A newer form of entity that has attracted much interest is the limited liability company ("LLC"). In New York, LLCs have been around since 1994. Today LLCs can be formed in any US state. The LLC's popularity greatly increased following the IRS's 1997 "check the box" option on LLC Tax Returns, allowing them to elect to be taxed as a partnership. The owners of an LLC, called the Members, receive the tax benefits of the partnership as well as the shield from personal liability that Corporations provide. For this reason, the LLC is of all available entities, the one (1) that we generally recommend to our Clients.

The organization of the LLC is in some respects similar to that of the Corporation. The basic structure of the LLC is set forth in the Articles of Organization. The Operating Agreement, a contract signed by the LLC's Members, sets forth in greater detail, the workings of the LLC, and their respective rights and obligations.

The Members of an LLC can operate the company themselves; or they can by the terms of the Articles of Organization, delegate the powers of management to one or more members, called Managers. The New York Limited Liability Company Law (“LLC Law”) provides that unless otherwise provided in its Articles of Organization, management of the LLC is vested in its members who shall manage it in accordance with the LLC Law subject to any provisions in the Articles of Organization or in the Operating Agreement.

The LLC Law also provides that each member of a member-managed LLC -as well as managers clothed with management authority in the Articles of Organization- may bind the LLC in its everyday business operations. We therefore carefully restrict the scope of their respective authority in the Operating Agreement, and we note the fact of any such restrictions in the Articles of Organization. As it is a publicly filed document, any third party is by operation of law deemed to have notice of any restrictions on the members’ or managers’ authority to bind the LLC, noted in the Articles of Organization.

Depending on the client’s objectives, we sometimes set up the LLC as a manager managed -as opposed to member managed, the default set up- but with the core members being the initial managers. Since the LLC will not be member managed, this prevents additional members of the LLC from having the management and agency powers of members automatically vested in them by virtue of the LLC Law.

Advantages:
1. Limited liability–the owners and managers of a limited liability company are generally not personally liable for the debts of the LLC.
2. One level of taxation–unlike Corporations, the profits and losses of the LLC are like those of partnerships, passed along tax–free to the members.
3. Personal tax advantages for the members and managers-unlike Corporations, if the LLC incurs losses, and assuming they have a capital basis, paid–in capital, or retained earnings, members of an LLC may like partners in a partnership and to the extent allowed by the tax law, deduct the LLC’s losses from their personal income taxes.

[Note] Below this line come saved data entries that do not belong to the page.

//! Rating API handlers
//!
//! One rating per user per book; a second attempt by the same user is a
//! conflict, matching the storage-level unique constraint.

use axum::{
    extract::{Path, State},
    http::StatusCode,
    routing::get,
    Json, Router,
};
use serde::{Deserialize, Serialize};
use uuid::Uuid;

use crate::db::{books, ratings};
use crate::error::{ApiError, ApiResult};
use crate::AppState;

#[derive(Debug, Serialize)]
pub struct AverageResponse {
    pub id: Uuid,
    pub average: Option<f64>,
}

#[derive(Debug, Serialize)]
pub struct RatingResponse {
    pub id: Uuid,
    pub user_id: Uuid,
    pub rating: i64,
}

#[derive(Debug, Deserialize)]
pub struct AddRatingRequest {
    pub user_id: Uuid,
    pub rating: i64,
}

#[derive(Debug, Deserialize)]
pub struct EditRatingRequest {
    pub user_id: Uuid,
    pub rating: i64,
}

/// GET /books/:id/ratings
///
/// Average rating for a book; null when unrated.
pub async fn get_average(
    State(state): State<AppState>,
    Path(book_id): Path<Uuid>,
) -> ApiResult<Json<AverageResponse>> {
    let average = ratings::average_for_book(&state.db, book_id).await?;
    Ok(Json(AverageResponse {
        id: book_id,
        average,
    }))
}

/// POST /books/:id/ratings
pub async fn add_rating(
    State(state): State<AppState>,
    Path(book_id): Path<Uuid>,
    Json(request): Json<AddRatingRequest>,
) -> ApiResult<(StatusCode, Json<RatingResponse>)> {
    books::load_book(&state.db, book_id)
        .await?
        .ok_or_else(|| ApiError::NotFound(format!("book {}", book_id)))?;

    if ratings::find_by_book_and_user(&state.db, book_id, request.user_id)
        .await?
        .is_some()
    {
        return Err(ApiError::Conflict(
            "user has already rated this book".to_string(),
        ));
    }

    let rating = ratings::Rating::new(book_id, request.user_id, request.rating);
    match ratings::insert_rating(&state.db, &rating).await {
        Ok(()) => {}
        // Storage constraint settles the race between concurrent ratings
        Err(e) if e.is_unique_violation() => {
            return Err(ApiError::Conflict(
                "user has already rated this book".to_string(),
            ));
        }
        Err(other) => return Err(other.into()),
    }

    Ok((
        StatusCode::CREATED,
        Json(RatingResponse {
            id: rating.guid,
            user_id: rating.user_id,
            rating: rating.rating,
        }),
    ))
}

/// PUT /books/:id/ratings/:rating_id
pub async fn update_rating(
    State(state): State<AppState>,
    Path((book_id, rating_id)): Path<(Uuid, Uuid)>,
    Json(request): Json<EditRatingRequest>,
) -> ApiResult<Json<RatingResponse>> {
    let rating = ratings::find_for_update(&state.db, rating_id, book_id, request.user_id)
        .await?
        .ok_or_else(|| ApiError::NotFound(format!("rating {}", rating_id)))?;

    ratings::update_value(&state.db, rating.guid, request.rating).await?;

    Ok(Json(RatingResponse {
        id: rating.guid,
        user_id: rating.user_id,
        rating: request.rating,
    }))
}

/// DELETE /books/:id/ratings/:rating_id
pub async fn delete_rating(
    State(state): State<AppState>,
    Path((book_id, rating_id)): Path<(Uuid, Uuid)>,
    Json(request): Json<super::comments::UserScope>,
) -> ApiResult<Json<super::StatusResponse>> {
    let rating = ratings::find_for_update(&state.db, rating_id, book_id, request.user_id)
        .await?
        .ok_or_else(|| ApiError::NotFound(format!("rating {}", rating_id)))?;

    ratings::delete_rating(&state.db, rating.guid).await?;

    Ok(Json(super::StatusResponse { status: "deleted" }))
}

/// Build rating routes
pub fn rating_routes() -> Router<AppState> {
    Router::new()
        .route("/books/:id/ratings", get(get_average).post(add_rating))
        .route(
            "/books/:id/ratings/:rating_id",
            axum::routing::put(update_rating).delete(delete_rating),
        )
}
//! Google Books provider
//!
//! Fetches volume metadata from the Google Books volumes API. Authors
//! arrive as plain display names, so no secondary lookups are needed.
//! Google Books does not expose series information.
//!
//! # API Reference
//! - Volumes: https://www.googleapis.com/books/v1/volumes?q=isbn:{isbn}

use async_trait::async_trait;
use reqwest::Client;
use serde::Deserialize;
use std::time::Duration;
use tracing::debug;

use super::normalize::{non_blank, year_from_date, NormalizedRecord};
use super::{MetadataProvider, ProviderError};

/// Google Books volumes endpoint
const GOOGLE_BOOKS_URL: &str = "https://www.googleapis.com/books/v1/volumes";

/// Timeout for the volume lookup
const DEFAULT_TIMEOUT: Duration = Duration::from_secs(10);

/// Google Books metadata provider
pub struct GoogleBooksProvider {
    http_client: Client,
    base_url: String,
}

impl GoogleBooksProvider {
    pub fn new() -> Self {
        Self {
            http_client: Client::builder()
                .timeout(DEFAULT_TIMEOUT)
                .build()
                .expect("Failed to create HTTP client"),
            base_url: GOOGLE_BOOKS_URL.to_string(),
        }
    }
}

impl Default for GoogleBooksProvider {
    fn default() -> Self {
        Self::new()
    }
}

#[async_trait]
impl MetadataProvider for GoogleBooksProvider {
    fn name(&self) -> &'static str {
        "googlebooks"
    }

    async fn lookup(&self, isbn: &str) -> Result<NormalizedRecord, ProviderError> {
        let url = format!("{}?q=isbn:{}", self.base_url, isbn);
        debug!(%isbn, "Querying Google Books");

        let response = self
            .http_client
            .get(&url)
            .send()
            .await
            .map_err(|e| ProviderError::Transport(e.to_string()))?;

        let status = response.status();
        if !status.is_success() {
            return Err(ProviderError::Remote {
                status: status.as_u16(),
            });
        }

        let volumes: VolumesResponse = response
            .json()
            .await
            .map_err(|e| ProviderError::Transport(e.to_string()))?;

        // The volumes endpoint answers 200 with an empty item list for
        // unknown ISBNs
        let volume = volumes
            .items
            .into_iter()
            .next()
            .ok_or_else(|| ProviderError::NotFound {
                isbn: isbn.to_string(),
            })?;

        let record = normalize_volume(volume.volume_info);

        debug!(
            %isbn,
            title = ?record.title,
            authors = record.authors.len(),
            "Google Books lookup complete"
        );

        Ok(record)
    }
}

/// Map a raw Google Books volume into the normalized record
fn normalize_volume(info: VolumeInfo) -> NormalizedRecord {
    NormalizedRecord {
        title: non_blank(info.title),
        authors: info
            .authors
            .into_iter()
            .filter(|a| !a.trim().is_empty())
            .collect(),
        description: non_blank(info.description),
        // Google Books does not provide series info
        series: None,
        publish_year: info.published_date.as_deref().and_then(year_from_date),
        genres: info
            .categories
            .into_iter()
            .filter(|c| !c.trim().is_empty())
            .collect(),
        cover_url: non_blank(info.image_links.and_then(|links| links.thumbnail)),
    }
}

// ============================================================================
// Google Books API Response Types
// ============================================================================

#[derive(Debug, Deserialize)]
struct VolumesResponse {
    #[serde(default)]
    items: Vec<Volume>,
}

#[derive(Debug, Deserialize)]
struct Volume {
    #[serde(rename = "volumeInfo")]
    volume_info: VolumeInfo,
}

#[derive(Debug, Deserialize)]
#[serde(rename_all = "camelCase")]
struct VolumeInfo {
    title: Option<String>,
    #[serde(default)]
    authors: Vec<String>,
    description: Option<String>,
    published_date: Option<String>,
    #[serde(default)]
    categories: Vec<String>,
    image_links: Option<ImageLinks>,
}

#[derive(Debug, Deserialize)]
struct ImageLinks {
    thumbnail: Option<String>,
}

// ============================================================================
// Tests
// ============================================================================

4. Financing options–The LLC can sell membership interests, in smaller or larger portions, to prospective investors. In addition, banks and other financial institutions are more willing to extend loans to LLCs with a track–record, because of the permanence of existence, and the formality of organization of these entities.

Drawbacks:
1. Organizational formalities–the LLC cannot begin to operate until its Articles of Organization have been filed with the New York Secretary of State, or the appropriate authority in its home state.
2. Expenses–There are fees for filing the LLC’s Articles of Organization at the office of the Secretary of State in Albany, as well as to satisfy the publication requirement.
3. Publication Requirement–like the Limited Partnership, all LLCs except certain theatrical production companies, must within 120 days of their formation, publish in two (2) local newspapers designated by the County Clerk in which the office of the LLC is located, each week for six (6) consecutive weeks, a copy of their Articles of Organization, or a notice containing the substance of the information thereof. By reason of Amendments to the LLC Law effective June 1, 2006, failure to so comply with the publication requirements results in the automatic suspension of the LLC’s right to carry on, conduct or transact any business in the State of New York.
4. Time needed to complete formalities–This office can complete the filing needed for creating an LLC in about five (5) days. If there is urgent need, we can complete the incorporation process in a single day, assuming the client is willing to assume additional costs of expedited service with hand delivery of the Articles of Organisation to Albany/NY. The publication of the required notice and the filing of the required Certificate of Publication will take six (6) to eight (8) weeks. However satisfaction of the publication requirement is not necessary prior to commencement of the LLC's operations.
5. Lack of portability–The LLC must separately file for authority to do business in each additional state, beyond its home state.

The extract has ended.